AP: ‘Grito do Silêncio’ pede retorno de base da PM em bairro de Macapá

R. Saraiva
Escrito por R. Saraiva

Moradores do bairro Congós, na Zona Sul de Macapá, fizeram uma caminhada neste domingo (6), para pedir a reativação da base da Polícia Militar (PM) do Amapá na região, sem atividade há quase 10 anos. Um abaixo-assinado com cerca de 1,5 mil assinaturas foi feito durante o ato denominado “Grito do Silêncio”.

“Nós queremos uma ação das nossas autoridades em relação a essa base. O silêncio é a maneira de nós fazermos as condolências aos familiares que perderam um ente querido por conta da violência que é grande aqui dentro. A polícia chega a atender o nosso chamado, mas não tem estrutura para a segurança”, falou Nildo Costa, presidente do Núcleo Rotary de Desenvolvimento Comunitário, que desenvolveprojetos no bairro.

Durante a caminhada foram colhidas assinaturas dos moradores do bairro pedindo o retorno das atividades da base policial. O documento deve ser enviado à Secretaria de Estado da Justiça e Segurança Pública (Sejusp).

Constantes assaltos, homicídios e latrocínios são registrados no bairro, relatam os moradores. Na sexta-feira (4), dois homens foram mortos e um adolescente ficou ferido por tiros. O crime teria sido motivado por acerto de contas, segundo a polícia. Os disparos foram feitos por dois homens em frente a base da polícia.

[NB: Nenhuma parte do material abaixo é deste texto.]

impl TurnCoordinator {
    pub fn new() -> Self {
        Self::default()
    }

    pub fn phase(&self) -> TurnPhase {
        self.phase
    }

    /// Number of turns opened in this encounter.
    pub fn turn(&self) -> u32 {
        self.turn
    }

    pub fn seconds_remaining(&self) -> Option<u64> {
        (self.phase == TurnPhase::AwaitingPlayerActions).then(|| self.timer.whole_seconds())
    }

    pub fn pending(&self) -> impl Iterator<Item = (&ParticipantId, &QueuedAction)> {
        self.pending.iter()
    }

    pub fn pending_action(&self, participant: &ParticipantId) -> Option<&QueuedAction> {
        self.pending.get(participant)
    }

    /// Back to `Idle` with nothing pending, keeping the turn counter.
    pub(crate) fn stand_down(&mut self) {
        self.phase = TurnPhase::Idle;
        self.pending.clear();
        self.steps.clear();
        self.timer.stop();
        self.pacing.stop();
    }

    /// Opens a player turn: clears the queue, runs start-of-turn upkeep for
    /// every living player and starts the countdown.
    pub(crate) fn open_turn(&mut self, ctx: &mut CombatContext<'_>) {
        self.turn += 1;
        self.phase = TurnPhase::AwaitingPlayerActions;
        self.pending.clear();
        self.steps.clear();
        self.pacing.stop();

        let regen_percent = ctx.config.mana_regen_percent as i32;
        for id in ctx.roster.living_ids(Side::Player) {
            let Some(player) = ctx.roster.get_mut(id) else {
                continue;
            };
            player.reset_turn_flags();
            let intelligence = player.stats().attributes.intelligence;
            let resources = player.resources_mut();
            resources.on_turn_start();
            let gained = resources.regenerate_mana(intelligence * regen_percent / 100);
            if gained > 0 {
                ctx.events.push(CombatEvent::ResourceRegenerated {
                    combatant: id,
                    resource: "mana".into(),
                    amount: gained,
                });
            }
        }
        for id in ctx.roster.living_ids(Side::Enemy) {
            if let Some(enemy) = ctx.roster.get_mut(id) {
                enemy.reset_turn_flags();
            }
        }

        self.timer.start(ctx.config.turn_timer());
        self.announced_seconds = self.timer.whole_seconds();
        tracing::debug!(
            target: "expedition::turn",
            turn = self.turn,
            seconds = self.announced_seconds,
            "player turn opened"
        );
        ctx.events.push(CombatEvent::TurnOpened {
            turn: self.turn,
            seconds: self.announced_seconds,
        });
    }

    /// Validates and queues an action, replacing any earlier entry from the
    /// same participant this turn.
    pub(crate) fn queue_action(
        &mut self,
        ctx: &mut CombatContext<'_>,
        participant: &ParticipantId,
        command: &str,
        target_name: Option<&str>,
    ) -> Result<QueueReceipt, QueueRejection> {
        let caster = ctx
            .roster
            .by_participant(participant)
            .ok_or(QueueRejection::NotParticipant)?;
        if !caster.is_alive() {
            return Err(QueueRejection::Dead);
        }
        if self.phase != TurnPhase::AwaitingPlayerActions {
            return Err(QueueRejection::WrongPhase);
        }

        let (action, ability) = plan_action(ctx.roster, ctx.env.abilities, caster, command, target_name)?;
        let receipt = QueueReceipt {
            ability: ability.name.clone(),
            target: target_label(ctx.roster, action.target),
        };

        tracing::debug!(
            target: "expedition::turn",
            participant = %participant,
            ability = %ability.command,
            target_id = %action.target,
            "action queued"
        );
        ctx.events.push(CombatEvent::ActionQueued {
            participant: participant.clone(),
            ability: receipt.ability.clone(),
            target: receipt.target.clone(),
        });
        self.pending.insert(participant.clone(), action);
        Ok(receipt)
    }

    pub(crate) fn confirm_action(
        &mut self,
        ctx: &mut CombatContext<'_>,
        participant: &ParticipantId,
    ) -> Result<ConfirmReceipt, ConfirmRejection> {
        let caster = ctx
            .roster
            .by_participant(participant)
            .ok_or(ConfirmRejection::NotParticipant)?;
        if !caster.is_alive() {
            return Err(ConfirmRejection::Dead);
        }
        if self.phase != TurnPhase::AwaitingPlayerActions {
            return Err(ConfirmRejection::WrongPhase);
        }
        let action = self
            .pending
            .get_mut(participant)
            .ok_or(ConfirmRejection::NothingQueued)?;
        action.confirmed = true;
        ctx.events.push(CombatEvent::ActionConfirmed {
            participant: participant.clone(),
        });

        let all_confirmed = self.all_confirmed(ctx.roster);
        if all_confirmed {
            tracing::debug!(target: "expedition::turn", turn = self.turn, "all players confirmed");
            self.timer.short_circuit();
        }
        Ok(ConfirmReceipt { all_confirmed })
    }

    /// Advances the turn by as much of `budget` as it can use.
    pub(crate) fn poll(&mut self, budget: &mut Duration, ctx: &mut CombatContext<'_>) -> TurnPoll {
        match self.phase {
            TurnPhase::AwaitingPlayerActions => {
                if self.timer.drain(budget) {
                    self.assign_defaults(ctx);
                    self.begin_resolution(ctx);
                    return TurnPoll::Progressed(StepReport::default());
                }
                let seconds = self.timer.whole_seconds();
                if seconds != self.announced_seconds {
                    self.announced_seconds = seconds;
                    ctx.events.push(CombatEvent::TurnTimer {
                        turn: self.turn,
                        seconds_remaining: seconds,
                    });
                }
                TurnPoll::Waiting
            }
            TurnPhase::Resolving | TurnPhase::EnemyTurn => {
                if !self.pacing.drain(budget) {
                    return TurnPoll::Waiting;
                }
                match self.steps.pop_front() {
                    Some(step) => TurnPoll::Progressed(self.run_step(step, ctx)),
                    None => {
                        tracing::warn!(
                            target: "expedition::turn",
                            phase = %self.phase,
                            "resolution ran out of steps; reopening the turn"
                        );
                        self.open_turn(ctx);
                        TurnPoll::Progressed(StepReport::default())
                    }
                }
            }
            TurnPhase::Idle | TurnPhase::WaveCleared | TurnPhase::PartyWiped => TurnPoll::Waiting,
        }
    }

    /// Every living player holds a confirmed action. The living set is
    /// recomputed on each call so deaths mid-turn are accounted for.
    fn all_confirmed(&self, roster: &Roster) -> bool {
        let living = roster.living(Side::Player);
        !living.is_empty()
            && living.iter().all(|player| {
                player
                    .participant
                    .as_ref()
                    .and_then(|p| self.pending.get(p))
                    .is_some_and(|action| action.confirmed)
            })
    }

    /// Replaces every missing or unconfirmed action with the class default.
    fn assign_defaults(&mut self, ctx: &mut CombatContext<'_>) {
        for player in ctx.roster.living(Side::Player) {
            let Some(participant) = player.participant.as_ref() else {
                continue;
            };
            if self.pending.get(participant).is_some_and(|a| a.confirmed) {
                continue;
            }
            let Some(class) = player.class else {
                continue;
            };
            let command = class.default_ability();

            match plan_action(ctx.roster, ctx.env.abilities, player, command, None) {
                Ok((mut action, ability)) => {
                    action.confirmed = true;
                    action.defaulted = true;
                    ctx.events.push(CombatEvent::DefaultActionAssigned {
                        participant: participant.clone(),
                        ability: ability.name.clone(),
                        target: target_label(ctx.roster, action.target),
                    });
                    self.pending.insert(participant.clone(), action);
                }
                Err(reason) => {
                    // An unconfirmed manual choice, if any, still resolves.
                    tracing::warn!(
                        target: "expedition::turn",
                        participant = %participant,
                        ability = command,
                        %reason,
                        "default action unavailable"
                    );
                }
            }
        }
    }

    fn begin_resolution(&mut self, ctx: &mut CombatContext<'_>) {
        self.phase = TurnPhase::Resolving;
        self.timer.stop();

        let mut actions: Vec<_> = std::mem::take(&mut self.pending).into_values().collect();
        actions.sort_by_key(|action| {
            let position = ctx.roster.get(action.caster).map_or(u8::MAX, |c| c.position);
            (action.category, position, action.caster)
        });

        tracing::debug!(
            target: "expedition::turn",
            turn = self.turn,
            actions = actions.len(),
            "turn closed"
        );
        ctx.events.push(CombatEvent::TurnClosed {
            turn: self.turn,
            actions: actions.len(),
        });

        self.steps = actions.into_iter().map(Step::Player).collect();
        self.steps.push_back(Step::TickPlayers);
        self.pacing.start(Duration::ZERO);
    }

    fn run_step(&mut self, step: Step, ctx: &mut CombatContext<'_>) -> StepReport {
        let mut report = StepReport::default();
        match step {
            Step::Player(action) => {
                report.deaths = resolve_player_action(&action, ctx);
                if ctx.roster.living_count(Side::Enemy) == 0 {
                    self.steps.retain(|s| !matches!(s, Step::Player(_)));
                }
                self.pacing.start(ctx.config.action_pacing());
            }
            Step::TickPlayers => {
                report.deaths = ctx.tick_side(Side::Player);
                if ctx.roster.living_count(Side::Enemy) == 0 {
                    report.signal = Some(self.finish(TurnPhase::WaveCleared));
                } else {
                    self.phase = TurnPhase::EnemyTurn;
                    self.steps.extend(ctx.roster.living_ids(Side::Enemy).into_iter().map(Step::Enemy));
                    self.steps.push_back(Step::TickEnemies);
                    self.pacing.start(Duration::ZERO);
                }
            }
            Step::Enemy(id) => {
                report.deaths = resolve_enemy_action(id, ctx);
                self.pacing.start(ctx.config.enemy_pacing());
            }
            Step::TickEnemies => {
                report.deaths = ctx.tick_side(Side::Enemy);
                if ctx.roster.living_count(Side::Enemy) == 0 {
                    report.signal = Some(self.finish(TurnPhase::WaveCleared));
                } else if ctx.roster.living_count(Side::Player) == 0 {
                    report.signal = Some(self.finish(TurnPhase::PartyWiped));
                } else {
                    self.open_turn(ctx);
                }
            }
        }
        report
    }

    fn finish(&mut self, phase: TurnPhase) -> TurnSignal {
        self.phase = phase;
        self.steps.clear();
        self.pacing.stop();
        tracing::debug!(target: "expedition::turn", turn = self.turn, %phase, "resolution pass ended");
        match phase {
            TurnPhase::PartyWiped => TurnSignal::PartyWiped,
            _ => TurnSignal::WaveCleared,
        }
    }
}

“Um dos nossos alunos perdeu o pai nesse crime por conta dessa violência. Se a gente não faz manifesto nenhum pedindo que essa base volte, o bairro Congós vai continuar nas estatísticas como o bairro mais violento de Macapá”, disse Edinho Nascimento, de 48 anos, treinador de escola de futebol no bairro.

Os moradores falaram que atualmente o conselho de segurança ocupa o prédio da base, fazendo projetos sociais. O Congós é atendido pelo 1º Batalhão da Polícia Militar (BPM), que também atende a cerca de 20 bairros da Zona Sul de Macapá. A instituição informou que vai falar sobre o assunto nesta segunda-feira (7).